Assignment
Find every line in the listing below that includes the word "lerp", then give only how many there are.

==============================

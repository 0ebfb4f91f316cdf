//! Curve geometry of the paths followed by spikes.
//!
//! A spike travels along a quadratic Bezier curve from the source node to the target node.
//! The curve is bent away from the straight segment by a control point, offset from the
//! midpoint of the segment along the (unnormalized) perpendicular direction.
use nalgebra::{Point2, Vector2};

/// Returns the vector perpendicular to `dir`, i.e., `(dy, -dx)`.
pub fn perp(dir: &Vector2<f64>) -> Vector2<f64> {
    Vector2::new(dir.y, -dir.x)
}

/// Returns the control point of the curve joining `node_s` to `node_t`.
///
/// The offset from the midpoint is `radius` times the perpendicular of the raw direction
/// `node_t - node_s`, hence the curvature scales with the length of the edge.
pub fn control_point(node_s: &Point2<f64>, node_t: &Point2<f64>, radius: f64) -> Point2<f64> {
    let mid = nalgebra::center(node_s, node_t);
    mid + perp(&(node_t - node_s)) * radius
}

/// Evaluates the quadratic Bezier curve defined by `node_s`, `control` and `node_t` at `t`.
///
/// The curve passes through `node_s` at `t = 0` and through `node_t` at `t = 1`.
/// It does not go through the control point.
pub fn evaluate_position(
    node_s: &Point2<f64>,
    node_t: &Point2<f64>,
    control: &Point2<f64>,
    t: f64,
) -> Point2<f64> {
    let a = node_s.lerp(control, t);
    let b = control.lerp(node_t, t);
    a.lerp(&b, t)
}

#[cfg(test)]
mod tests {
    use super::*;
    use approx::assert_relative_eq;

    #[test]
    fn test_perp() {
        assert_eq!(perp(&Vector2::new(10.0, 0.0)), Vector2::new(0.0, -10.0));
        assert_eq!(perp(&Vector2::new(1.0, 2.0)), Vector2::new(2.0, -1.0));
    }

    #[test]
    fn test_control_point() {
        let s = Point2::new(0.0, 0.0);
        let t = Point2::new(10.0, 0.0);
        assert_eq!(control_point(&s, &t, 1.0), Point2::new(5.0, -10.0));
        assert_eq!(control_point(&s, &t, 0.0), Point2::new(5.0, 0.0));
        assert_eq!(control_point(&s, &t, -0.5), Point2::new(5.0, 5.0));

        // The offset scales with the length of the edge
        let t = Point2::new(20.0, 0.0);
        assert_eq!(control_point(&s, &t, 1.0), Point2::new(10.0, -20.0));

        // Reversing the edge bends the curve to the other side
        let s = Point2::new(1.0, 1.0);
        let t = Point2::new(1.0, 3.0);
        assert_eq!(control_point(&s, &t, 0.25), Point2::new(1.5, 2.0));
        assert_eq!(control_point(&t, &s, 0.25), Point2::new(0.5, 2.0));
    }

    #[test]
    fn test_evaluate_position_endpoints() {
        let s = Point2::new(-1.0, 2.0);
        let t = Point2::new(3.0, 7.0);
        let c = control_point(&s, &t, 0.3);
        assert_eq!(evaluate_position(&s, &t, &c, 0.0), s);
        let end = evaluate_position(&s, &t, &c, 1.0);
        assert_relative_eq!(end.x, t.x, epsilon = 1e-12);
        assert_relative_eq!(end.y, t.y, epsilon = 1e-12);
    }

    #[test]
    fn test_evaluate_position_misses_control_point() {
        let s = Point2::new(0.0, 0.0);
        let t = Point2::new(10.0, 0.0);
        let c = control_point(&s, &t, 1.0);

        // At t = 1/2, the curve is halfway between the midpoint and the control point
        let p = evaluate_position(&s, &t, &c, 0.5);
        assert_relative_eq!(p.x, 5.0);
        assert_relative_eq!(p.y, -5.0);

        for k in 1..20 {
            let p = evaluate_position(&s, &t, &c, k as f64 / 20.0);
            assert!((p - c).norm() > 1.0);
        }
    }

    #[test]
    fn test_evaluate_position_straight_line() {
        let s = Point2::new(0.0, 0.0);
        let t = Point2::new(4.0, 4.0);
        let c = control_point(&s, &t, 0.0);
        let p = evaluate_position(&s, &t, &c, 0.25);
        assert_relative_eq!(p.x, 1.0);
        assert_relative_eq!(p.y, 1.0);
    }
}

==============================

Exercise result
3